‘Divino amor’ é uma distopia perturbadora
Elogiado no Festival de Sundance, filme de Gabriel Mascaro retrata um Brasil dominado por preceitos evangélicos
Em um Brasil não tão distante, apenas daqui a oito anos, ospreceitos evangélicos vão ultrapassar barreiras e dominar diversos setores em nosso dia a dia, mesmo que, teoricamente, ainda estejamos em um país laico. Esse é o contexto do filme Divino amor, do diretor Gabriel Mascaro, lançado no fim de junho e elogiado durante o Festival de Sundance, um dos principais do mundo cinematográfico.
O longa narra a história de Joana (a cativante Dira Paes), uma mulher muito religiosa que trabalha como escrivã em um cartório. Ela recebe casais que querem se divorciar, mas, devota à ideia de um casamento eterno, tenta convencê-los a manter a relação. No entanto, ela também não fica imune aos problemas no próprio relacionamento.
Ao narrar a vida de Joana e de seu marido, Danilo (Júlio Machado), Divino amor faz severas críticas à nova “república evangélica” em diferentes camadas. Se você ainda não assistiu ao filme, pare por aqui. Abaixo, há alguns spoilers. Volte a ler a resenha completa quando ver o longa.
Com toques de Black Mirror, a distopia retrata uma sociedade mais tecnológica e sem privacidade, na qual equipamentos de segurança – na entrada de lojas, prédios, shopping, cartório – detectam e exibem publicamente informações sobre as pessoas, desde se elas são casadas ou divorciadas até se a mulher está grávida e se o feto já foi registrado.
Inclusive, gravidez é um dos pontos centrais da trama, já que Joana e Danilo querem a qualquer custo ter um filho. Além da fé, o casal apela até para a tecnologia: o marido fica nu de cabeça para baixo, enquanto uma máquina emite uma luz vermelha sobre ele. As cenas são cômicas a ponto de serem trágicas, pois mostram que os padrões sociais nos dominam e, mesmo que de forma indireta, somos obrigados a seguir um modelo de vida, como casar e ter filhos.
Para alcançar esse objetivo, Joana apela para conselhos de um pastor, que atende os fiéis (pasmem!) em um drive-thru de oração.
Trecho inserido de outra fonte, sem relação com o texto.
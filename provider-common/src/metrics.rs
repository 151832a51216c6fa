use axum::{routing::get, Router};
use metrics_exporter_prometheus::{BuildError, PrometheusBuilder, PrometheusHandle};

use crate::health::HealthRegistry;

/// Bind a `TcpListener` on the provided bind address to serve a `Router` on it.
pub async fn serve(router: Router, bind: &str) -> Result<(), std::io::Error> {
    let listener = tokio::net::TcpListener::bind(bind).await?;

    axum::serve(listener, router).await?;

    Ok(())
}

/// Build a Router exposing `/metrics` and a `/_liveness` probe backed by `liveness`.
pub fn setup_metrics_router(
    recorder_handle: PrometheusHandle,
    liveness: HealthRegistry,
) -> Router {
    Router::new()
        .route("/", get(index))
        .route(
            "/_liveness",
            get(move || std::future::ready(liveness.get_status())),
        )
        .route(
            "/metrics",
            get(move || std::future::ready(recorder_handle.render())),
        )
}

/// Install the global Prometheus recorder. Lookups routinely take seconds to
/// minutes, so the buckets reach further than the usual request latencies.
pub fn setup_metrics_recorder() -> Result<PrometheusHandle, BuildError> {
    const EXPONENTIAL_SECONDS: &[f64] = &[
        0.01, 0.05, 0.1, 0.25, 0.5, 1.0, 2.5, 5.0, 10.0, 30.0, 60.0, 120.0, 300.0,
    ];

    PrometheusBuilder::new()
        .set_buckets(EXPONENTIAL_SECONDS)?
        .install_recorder()
}

async fn index() -> &'static str {
    "provider worker"
}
No atendimento, as pessoas ficam dentro do próprio carro, enquanto ouvem o religioso, sentado do lado de fora, dizer frases de efeito, como “É só acreditar que as coisas acontecem”, “Você quer respostas e Deus lhe dá perguntas”.
O longa mostra como a religião é um alento para quem está passando por dificuldades, mas não deixam de fazer críticas claras à banalização e comercialização da fé. Ainda nessa perspectiva religiosa, destaca-se ainda o grupo Divino Amor, que recebe casais que tentam a reconciliação. Muitos deles são convidados pela própria Joana, no momento em que vão dar entrada no divórcio.
Mas não é um centro religioso qualquer. Nos encontros, os fiéis passam por atividades inusitadas, como dar banho um no outro, até sessões bem pesadas e sob o consentimento dos líderes religiosos, como sexo grupal entre os integrantes. Essas cenas retratam a hipocrisia de diversos grupos fundamentalistas, que, no mundo externo, pregam o conservadorismo, a moral e os “bons costumes”, mas, na prática, vivenciam outras atitudes.
Ao assistir Divino amor, é possível fazer uma relação com o atual governo brasileiro, marcado pelo conservadorismo. No entanto, o filme foi produzido antes da posse de Jair Bolsonaro. Em entrevista ao jornal O Estado de São Paulo, Gabriel Mascaro conta que o contexto do longa foi alterado com o tempo.
“Muita coisa foi mudando, e a intenção inicial – refletir sobre o corpo controlado pelo Estado -, foi ganhando uma outra dimensão, por causa da religião que começou a intervir no processo político brasileiro”, analisou o diretor. Mesmo que a intenção inicial tenha sido outra, Divino amor entrou em cartaz no timing perfeito, com discussões pertinentes para a nossa sociedade. Vale assistir.